§ **Work instructions**: Determine which lines of the records include the word "batch", and copy them.

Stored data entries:
------------------------

//! Integration tests for listing ingestion and the search mirror.
//!
//! These tests run the real IngestService, IndexMirrorBuilder and reindex
//! worker against the in-memory store and search provider.

use std::sync::Arc;

use async_trait::async_trait;
use directory_indexer::errors::GeocodeError;
use directory_indexer::geocoder::{Coordinates, Geocoder};
use directory_indexer::processor::ListingNormalizer;
use directory_indexer::{IndexMirrorBuilder, IngestService, ReindexConfig, ReindexWorker};
use directory_repository::{InMemoryLeadRepository, InMemoryListingRepository, ListingRepository};
use directory_shared::{
    IngestPayload, ListingInput, ListingSearchQuery, SearchFacets, VerticalConfig,
};
use search_index_repository::{
    compile, InMemorySearchProvider, SearchIndexProvider, SearchIndexService,
};

const AUSTIN: Coordinates = Coordinates {
    lat: 30.2672,
    lng: -97.7431,
};

/// Geocoder that answers every query with a fixed result.
struct FixedGeocoder(Option<Coordinates>);

#[async_trait]
impl Geocoder for FixedGeocoder {
    async fn geocode(&self, _query: &str) -> Result<Coordinates, GeocodeError> {
        self.0.ok_or(GeocodeError::HttpStatus(503))
    }
}

struct Harness {
    store: Arc<InMemoryListingRepository>,
    provider: Arc<InMemorySearchProvider>,
    search: Arc<SearchIndexService>,
    mirror: Arc<IndexMirrorBuilder>,
    ingest: IngestService,
}

fn harness(geocoder: FixedGeocoder, with_worker: bool) -> Harness {
    let store = Arc::new(InMemoryListingRepository::new());
    let provider = Arc::new(InMemorySearchProvider::new());
    let search = Arc::new(SearchIndexService::new(Box::new(provider.clone())));
    let mirror = Arc::new(IndexMirrorBuilder::with_page_size(
        store.clone(),
        search.clone(),
        2,
    ));
    let vertical = Arc::new(VerticalConfig::medspa());

    let reindex = with_worker
        .then(|| ReindexWorker::spawn(mirror.clone(), ReindexConfig::default()).0);

    let ingest = IngestService::new(
        store.clone(),
        Arc::new(InMemoryLeadRepository::new()),
        ListingNormalizer::new(Arc::new(geocoder), vertical.clone()),
        reindex,
        vertical,
    );

    Harness {
        store,
        provider,
        search,
        mirror,
        ingest,
    }
}

fn listing(name: &str, city: &str, categories: &[&str]) -> ListingInput {
    ListingInput {
        name: name.to_string(),
        city: city.to_string(),
        state: "TX".to_string(),
        postal_code: "78701".to_string(),
        categories: Some(categories.iter().map(|c| c.to_string()).collect()),
        ..Default::default()
    }
}

fn payload(listings: Vec<ListingInput>) -> IngestPayload {
    IngestPayload {
        listings,
        reindex: false,
    }
}

fn in_city(city: &str, categories: &[&str]) -> ListingSearchQuery {
    ListingSearchQuery::default()
        .in_city(city)
        .with_facets(SearchFacets {
            categories: Some(categories.iter().map(|c| c.to_string()).collect()),
            ..Default::default()
        })
}

#[tokio::test]
async fn test_reingest_is_idempotent() {
    let h = harness(FixedGeocoder(None), false);
    let batch = vec![listing("Glow Spa", "Austin", &["botox-dysport"])];

    h.ingest.ingest(payload(batch.clone())).await.unwrap();
    let first = h.store.get_listing("austin-glow-spa").await.unwrap().unwrap();
    h.mirror.rebuild().await.unwrap();
    let mirrored = h.provider.documents().await;

    let outcome = h.ingest.ingest(payload(batch)).await.unwrap();
    let second = h.store.get_listing("austin-glow-spa").await.unwrap().unwrap();
    h.mirror.rebuild().await.unwrap();

    assert_eq!(outcome.created, 0);
    assert_eq!(h.store.count_listings().await.unwrap(), 1);
    assert_eq!(first.listing.id, second.listing.id);
    assert_eq!(first.categories, second.categories);
    assert_eq!(mirrored, h.provider.documents().await);
}

#[tokio::test]
async fn test_category_list_is_replaced_exactly() {
    let h = harness(FixedGeocoder(None), false);

    h.ingest
        .ingest(payload(vec![listing("Glow Spa", "Austin", &["a", "b"])]))
        .await
        .unwrap();
    h.ingest
        .ingest(payload(vec![listing("Glow Spa", "Austin", &["b", "c"])]))
        .await
        .unwrap();

    let stored = h.store.get_listing("austin-glow-spa").await.unwrap().unwrap();
    assert_eq!(stored.categories, vec!["b", "c"]);

    h.mirror.rebuild().await.unwrap();
    let doc = h.provider.get(&stored.listing.id.to_string()).await.unwrap();
    assert_eq!(doc.categories, vec!["b", "c"]);
}

#[tokio::test]
async fn test_geocode_failure_still_persists() {
    let h = harness(FixedGeocoder(None), false);
    let mut input = listing("Glow Spa", "Austin", &[]);
    input.address = Some("100 Congress Ave".to_string());

    h.ingest.ingest(payload(vec![input])).await.unwrap();

    let stored = h.store.get_listing("austin-glow-spa").await.unwrap().unwrap();
    assert_eq!((stored.listing.lat, stored.listing.lng), (None, None));

    h.mirror.rebuild().await.unwrap();
    let doc = h.provider.get(&stored.listing.id.to_string()).await.unwrap();
    assert_eq!(doc.location, None);
}

#[tokio::test]
async fn test_geocoded_listing_is_found_by_radius() {
    let h = harness(FixedGeocoder(Some(AUSTIN)), false);
    let mut input = listing("Glow Spa", "Austin", &[]);
    input.address = Some("100 Congress Ave".to_string());
    h.ingest.ingest(payload(vec![input])).await.unwrap();
    h.mirror.rebuild().await.unwrap();

    let near = h
        .search
        .search_listings(&ListingSearchQuery::default().near(30.27, -97.74, 5_000.0))
        .await
        .unwrap();
    assert_eq!(near.slugs(), vec!["austin-glow-spa"]);

    // Dallas is about 300km away.
    let far = h
        .search
        .search_listings(&ListingSearchQuery::default().near(32.7767, -96.7970, 24_000.0))
        .await
        .unwrap();
    assert!(far.is_empty());
}

#[tokio::test]
async fn test_mirror_matches_store_after_rebuild() {
    let h = harness(FixedGeocoder(None), false);
    h.ingest
        .ingest(payload(vec![
            listing("Glow Spa", "Austin", &["botox-dysport", "fillers"]),
            listing("Radiance", "Austin", &["fillers"]),
            listing("Smooth", "Dallas", &[]),
            listing("Clear Skin", "Houston", &["laser-hair-removal"]),
            listing("Renew", "Austin", &["botox-dysport"]),
        ]))
        .await
        .unwrap();

    let report = h.mirror.rebuild().await.unwrap();

    assert_eq!(report.listings_seen, 5);
    assert_eq!(
        h.provider.document_count().await.unwrap(),
        h.store.count_listings().await.unwrap()
    );
    for doc in h.provider.documents().await {
        let stored = h.store.get_listing(&doc.slug).await.unwrap().unwrap();
        assert_eq!(doc.categories, stored.categories);
    }
}

#[tokio::test]
async fn test_plan_weight_ranks_first() {
    let h = harness(FixedGeocoder(None), false);
    h.ingest
        .ingest(payload(vec![
            listing("Glow Spa", "Austin", &["botox-dysport"]),
            listing("Radiance", "Austin", &["botox-dysport"]),
        ]))
        .await
        .unwrap();
    assert!(h.store.set_plan_weight("austin-radiance", 20).await);
    h.mirror.rebuild().await.unwrap();

    let response = h
        .search
        .search_listings(&in_city("Austin", &["botox-dysport"]))
        .await
        .unwrap();

    assert_eq!(response.found, 2);
    assert_eq!(response.hits[0].document.slug, "austin-radiance");
    assert_eq!(response.hits[0].document.plan_weight, 20);
}

#[tokio::test]
async fn test_ingested_listing_is_searchable() {
    let h = harness(FixedGeocoder(None), false);
    h.ingest
        .ingest(payload(vec![
            listing("Glow Spa", "Austin", &["botox-dysport"]),
            listing("Radiance", "Austin", &["fillers"]),
        ]))
        .await
        .unwrap();
    h.mirror.rebuild().await.unwrap();

    let response = h
        .search
        .search_listings(&in_city("austin", &["botox-dysport"]))
        .await
        .unwrap();

    assert_eq!(response.found, 1);
    assert_eq!(response.slugs(), vec!["austin-glow-spa"]);
}

#[tokio::test]
async fn test_category_with_structural_characters_is_searchable() {
    let h = harness(FixedGeocoder(None), false);
    h.ingest
        .ingest(payload(vec![
            listing("Glow Spa", "Austin", &["botox, dysport"]),
            listing("Radiance", "Austin", &["botox"]),
        ]))
        .await
        .unwrap();
    h.mirror.rebuild().await.unwrap();

    let stored = h.store.get_listing("austin-glow-spa").await.unwrap().unwrap();
    assert_eq!(stored.categories, vec!["botox, dysport"]);

    let query = in_city("austin", &["botox, dysport"]);
    assert_eq!(
        compile(&query).unwrap().filter.encode().unwrap(),
        "city:=`austin` && categories:=[`botox, dysport`]"
    );

    let response = h.search.search_listings(&query).await.unwrap();
    assert_eq!(response.slugs(), vec!["austin-glow-spa"]);
}

#[tokio::test]
async fn test_ingest_requests_background_reindex() {
    let h = harness(FixedGeocoder(None), true);
    let outcome = h
        .ingest
        .ingest(IngestPayload {
            listings: vec![listing("Glow Spa", "Austin", &["botox-dysport"])],
            reindex: true,
        })
        .await
        .unwrap();
    assert!(outcome.reindex_requested);

    let stats = h
        .ingest
        .reindex_handle()
        .unwrap()
        .wait_for_sweeps(1)
        .await;
    assert_eq!(stats.completed, 1);
    assert_eq!(h.provider.document_count().await.unwrap(), 1);
}

#[tokio::test]
async fn test_failed_reindex_does_not_fail_ingest() {
    let h = harness(FixedGeocoder(None), true);
    h.provider.set_fail(true);

    let outcome = h
        .ingest
        .ingest(IngestPayload {
            listings: vec![listing("Glow Spa", "Austin", &[])],
            reindex: true,
        })
        .await
        .unwrap();

    assert_eq!(outcome.slugs, vec!["austin-glow-spa"]);
    assert_eq!(h.store.count_listings().await.unwrap(), 1);
}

------------------------

§ **Reply**:
    let batch = vec![listing("Glow Spa", "Austin", &["botox-dysport"])];
    h.ingest.ingest(payload(batch.clone())).await.unwrap();
    let outcome = h.ingest.ingest(payload(batch)).await.unwrap();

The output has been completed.